=== Section Start ===

//! Property tests for year inference and parser totality.

use chrono::{Duration, NaiveDate};
use guest_intake::{infer_year_and_month, parse_date_ranges};
use proptest::prelude::*;

fn base() -> NaiveDate {
    NaiveDate::from_ymd_opt(2024, 1, 1).expect("valid base date")
}

proptest! {
    /// Year inference never lands strictly before the reference date: the
    /// inferred occurrence is always today or in the future.
    #[test]
    fn inferred_date_is_never_past(
        day in 1u32..=31,
        month in 1u32..=12,
        today_offset in 0i64..=3650,
    ) {
        let today = base() + Duration::days(today_offset);
        let (year, month) = infer_year_and_month(day, Some(month), today);
        if let Some(date) = NaiveDate::from_ymd_opt(year, month, day) {
            prop_assert!(date >= today, "{date} is before {today}");
        }
    }

    /// The month default follows the reference date.
    #[test]
    fn defaulted_month_is_reference_month(
        day in 1u32..=28,
        today_offset in 0i64..=3650,
    ) {
        use chrono::Datelike;
        let today = base() + Duration::days(today_offset);
        let (_, month) = infer_year_and_month(day, None, today);
        prop_assert_eq!(month, today.month());
    }

    /// The parser is total over arbitrary text and every range it emits is
    /// well-ordered.
    #[test]
    fn parser_never_panics_and_ranges_are_ordered(
        text in ".{0,200}",
        today_offset in 0i64..=3650,
    ) {
        let today = base() + Duration::days(today_offset);
        for range in parse_date_ranges(&text, today) {
            prop_assert!(range.checkout >= range.checkin);
        }
    }
}
//! Error types for calendar access and recurrence expansion.

use thiserror::Error;

#[derive(Error, Debug)]
pub enum CalendarError {
    #[error("calendar fetch failed: {0}")]
    Fetch(String),

    #[error("calendar parse failed: {0}")]
    Parse(String),

    #[error("invalid recurrence rule: {0}")]
    InvalidRule(String),

    #[error("invalid timezone: {0}")]
    InvalidTimezone(String),
}

pub type Result<T> = std::result::Result<T, CalendarError>;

=== Section End ===

> WHAT THE EXERCISE ASKS
All of the data above is to be transcribed without alteration.

> EXERCISE RESPONSE
//! Property tests for year inference and parser totality.

use chrono::{Duration, NaiveDate};
use guest_intake::{infer_year_and_month, parse_date_ranges};
use proptest::prelude::*;

fn base() -> NaiveDate {
    NaiveDate::from_ymd_opt(2024, 1, 1).expect("valid base date")
}

proptest! {
    /// Year inference never lands strictly before the reference date: the
    /// inferred occurrence is always today or in the future.
    #[test]
    fn inferred_date_is_never_past(
        day in 1u32..=31,
        month in 1u32..=12,
        today_offset in 0i64..=3650,
    ) {
        let today = base() + Duration::days(today_offset);
        let (year, month) = infer_year_and_month(day, Some(month), today);
        if let Some(date) = NaiveDate::from_ymd_opt(year, month, day) {
            prop_assert!(date >= today, "{date} is before {today}");
        }
    }

    /// The month default follows the reference date.
    #[test]
    fn defaulted_month_is_reference_month(
        day in 1u32..=28,
        today_offset in 0i64..=3650,
    ) {
        use chrono::Datelike;
        let today = base() + Duration::days(today_offset);
        let (_, month) = infer_year_and_month(day, None, today);
        prop_assert_eq!(month, today.month());
    }

    /// The parser is total over arbitrary text and every range it emits is
    /// well-ordered.
    #[test]
    fn parser_never_panics_and_ranges_are_ordered(
        text in ".{0,200}",
        today_offset in 0i64..=3650,
    ) {
        let today = base() + Duration::days(today_offset);
        for range in parse_date_ranges(&text, today) {
            prop_assert!(range.checkout >= range.checkin);
        }
    }
}
//! Error types for calendar access and recurrence expansion.

use thiserror::Error;

#[derive(Error, Debug)]
pub enum CalendarError {
    #[error("calendar fetch failed: {0}")]
    Fetch(String),

    #[error("calendar parse failed: {0}")]
    Parse(String),

    #[error("invalid recurrence rule: {0}")]
    InvalidRule(String),

    #[error("invalid timezone: {0}")]
    InvalidTimezone(String),
}

pub type Result<T> = std::result::Result<T, CalendarError>;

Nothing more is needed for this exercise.